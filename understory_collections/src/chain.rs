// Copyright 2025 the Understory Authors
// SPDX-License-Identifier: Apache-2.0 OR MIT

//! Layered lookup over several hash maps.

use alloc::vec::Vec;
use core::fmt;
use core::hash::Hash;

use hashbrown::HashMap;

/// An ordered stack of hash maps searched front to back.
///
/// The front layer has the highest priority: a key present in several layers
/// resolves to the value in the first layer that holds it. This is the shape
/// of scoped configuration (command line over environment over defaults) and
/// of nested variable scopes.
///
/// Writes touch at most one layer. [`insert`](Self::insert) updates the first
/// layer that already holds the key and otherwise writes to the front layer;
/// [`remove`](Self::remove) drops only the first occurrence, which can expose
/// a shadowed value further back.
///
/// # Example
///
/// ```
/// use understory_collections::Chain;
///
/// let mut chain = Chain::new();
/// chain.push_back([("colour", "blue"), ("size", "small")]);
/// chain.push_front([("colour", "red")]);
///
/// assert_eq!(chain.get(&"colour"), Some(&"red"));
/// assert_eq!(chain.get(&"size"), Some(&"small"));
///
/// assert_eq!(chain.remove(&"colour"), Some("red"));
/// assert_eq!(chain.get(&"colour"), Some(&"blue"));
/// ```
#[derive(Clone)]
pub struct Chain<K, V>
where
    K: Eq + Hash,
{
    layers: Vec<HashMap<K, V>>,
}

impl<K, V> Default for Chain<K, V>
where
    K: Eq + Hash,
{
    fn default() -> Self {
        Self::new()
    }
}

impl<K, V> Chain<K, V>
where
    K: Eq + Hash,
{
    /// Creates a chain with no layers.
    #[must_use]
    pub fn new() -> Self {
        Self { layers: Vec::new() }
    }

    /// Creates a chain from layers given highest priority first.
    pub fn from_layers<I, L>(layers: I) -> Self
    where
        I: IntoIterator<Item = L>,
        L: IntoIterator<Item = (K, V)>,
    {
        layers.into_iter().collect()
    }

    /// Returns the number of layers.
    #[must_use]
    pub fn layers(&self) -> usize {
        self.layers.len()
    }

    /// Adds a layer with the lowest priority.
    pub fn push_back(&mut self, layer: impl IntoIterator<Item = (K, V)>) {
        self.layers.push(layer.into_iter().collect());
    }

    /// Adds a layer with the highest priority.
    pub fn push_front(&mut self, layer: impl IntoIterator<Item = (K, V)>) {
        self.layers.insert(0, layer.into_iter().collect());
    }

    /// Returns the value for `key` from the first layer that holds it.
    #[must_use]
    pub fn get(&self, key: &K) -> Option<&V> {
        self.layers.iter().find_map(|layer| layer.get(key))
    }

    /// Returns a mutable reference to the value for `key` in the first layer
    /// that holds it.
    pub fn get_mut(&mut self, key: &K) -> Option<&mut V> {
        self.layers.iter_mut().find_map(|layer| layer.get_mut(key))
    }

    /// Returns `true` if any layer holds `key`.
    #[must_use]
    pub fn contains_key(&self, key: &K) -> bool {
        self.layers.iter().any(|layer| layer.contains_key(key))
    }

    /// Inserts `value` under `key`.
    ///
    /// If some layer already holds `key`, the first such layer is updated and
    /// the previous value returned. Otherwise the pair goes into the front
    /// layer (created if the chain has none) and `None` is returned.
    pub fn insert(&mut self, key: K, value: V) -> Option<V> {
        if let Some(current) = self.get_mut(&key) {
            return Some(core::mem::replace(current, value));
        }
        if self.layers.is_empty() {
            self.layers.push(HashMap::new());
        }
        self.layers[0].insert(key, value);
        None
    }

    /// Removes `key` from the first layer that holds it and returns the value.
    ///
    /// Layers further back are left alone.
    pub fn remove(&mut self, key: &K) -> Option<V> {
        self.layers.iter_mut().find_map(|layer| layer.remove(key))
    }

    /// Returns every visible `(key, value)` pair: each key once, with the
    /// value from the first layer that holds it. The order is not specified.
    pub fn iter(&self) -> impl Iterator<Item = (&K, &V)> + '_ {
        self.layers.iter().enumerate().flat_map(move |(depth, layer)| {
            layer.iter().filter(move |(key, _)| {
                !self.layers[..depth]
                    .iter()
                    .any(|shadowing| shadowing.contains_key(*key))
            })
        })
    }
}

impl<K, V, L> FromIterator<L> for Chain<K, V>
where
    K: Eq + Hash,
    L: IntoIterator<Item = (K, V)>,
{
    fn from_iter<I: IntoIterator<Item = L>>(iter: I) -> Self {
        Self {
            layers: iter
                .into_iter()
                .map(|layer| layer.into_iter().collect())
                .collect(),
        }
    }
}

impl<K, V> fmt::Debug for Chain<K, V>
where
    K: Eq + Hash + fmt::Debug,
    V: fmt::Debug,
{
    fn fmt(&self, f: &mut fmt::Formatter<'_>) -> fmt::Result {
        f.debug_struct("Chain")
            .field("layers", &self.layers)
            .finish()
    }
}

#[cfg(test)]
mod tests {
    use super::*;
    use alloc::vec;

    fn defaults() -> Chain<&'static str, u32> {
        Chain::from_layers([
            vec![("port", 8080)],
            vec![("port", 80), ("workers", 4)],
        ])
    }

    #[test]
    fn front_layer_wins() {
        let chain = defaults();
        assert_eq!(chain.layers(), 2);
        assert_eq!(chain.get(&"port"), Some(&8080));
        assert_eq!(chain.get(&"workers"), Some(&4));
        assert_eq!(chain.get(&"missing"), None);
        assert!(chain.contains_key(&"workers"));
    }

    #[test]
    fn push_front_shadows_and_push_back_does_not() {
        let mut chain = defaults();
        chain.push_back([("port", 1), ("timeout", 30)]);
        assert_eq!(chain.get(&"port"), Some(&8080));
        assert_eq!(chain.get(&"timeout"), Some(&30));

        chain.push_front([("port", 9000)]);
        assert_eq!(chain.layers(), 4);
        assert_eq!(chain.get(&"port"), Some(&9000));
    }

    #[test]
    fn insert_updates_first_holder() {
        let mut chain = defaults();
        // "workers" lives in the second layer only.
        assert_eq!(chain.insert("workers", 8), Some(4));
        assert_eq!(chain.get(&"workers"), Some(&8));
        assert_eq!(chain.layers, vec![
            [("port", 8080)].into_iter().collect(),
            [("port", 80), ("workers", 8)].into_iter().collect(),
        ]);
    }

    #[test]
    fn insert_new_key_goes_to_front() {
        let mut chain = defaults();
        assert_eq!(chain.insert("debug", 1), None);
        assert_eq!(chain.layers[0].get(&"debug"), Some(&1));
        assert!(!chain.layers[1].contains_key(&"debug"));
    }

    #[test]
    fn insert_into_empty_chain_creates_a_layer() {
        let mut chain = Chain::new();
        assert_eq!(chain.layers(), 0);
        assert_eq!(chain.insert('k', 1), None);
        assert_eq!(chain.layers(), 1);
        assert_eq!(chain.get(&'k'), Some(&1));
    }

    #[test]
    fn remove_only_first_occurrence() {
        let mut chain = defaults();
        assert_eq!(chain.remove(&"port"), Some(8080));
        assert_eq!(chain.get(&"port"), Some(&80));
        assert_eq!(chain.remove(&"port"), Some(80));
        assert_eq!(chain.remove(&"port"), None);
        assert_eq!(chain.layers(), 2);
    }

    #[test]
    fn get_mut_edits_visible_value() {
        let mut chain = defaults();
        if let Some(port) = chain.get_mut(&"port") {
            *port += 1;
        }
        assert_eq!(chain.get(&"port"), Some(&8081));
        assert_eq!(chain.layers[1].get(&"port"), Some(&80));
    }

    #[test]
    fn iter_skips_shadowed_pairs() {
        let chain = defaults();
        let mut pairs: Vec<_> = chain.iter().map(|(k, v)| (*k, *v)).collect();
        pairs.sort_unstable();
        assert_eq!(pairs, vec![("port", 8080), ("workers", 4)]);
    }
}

* _PROBLEM STATEMENT_
The answer is the lines above between the line holding "self.layers.push(layer.into_iter().collect());" and the line holding "pub fn get(&self, key: &K)", inclusive, each written out exactly, and no others.

* _THE COMPLETED TASK_
        self.layers.push(layer.into_iter().collect());
    }

    /// Adds a layer with the highest priority.
    pub fn push_front(&mut self, layer: impl IntoIterator<Item = (K, V)>) {
        self.layers.insert(0, layer.into_iter().collect());
    }

    /// Returns the value for `key` from the first layer that holds it.
    #[must_use]
    pub fn get(&self, key: &K) -> Option<&V> {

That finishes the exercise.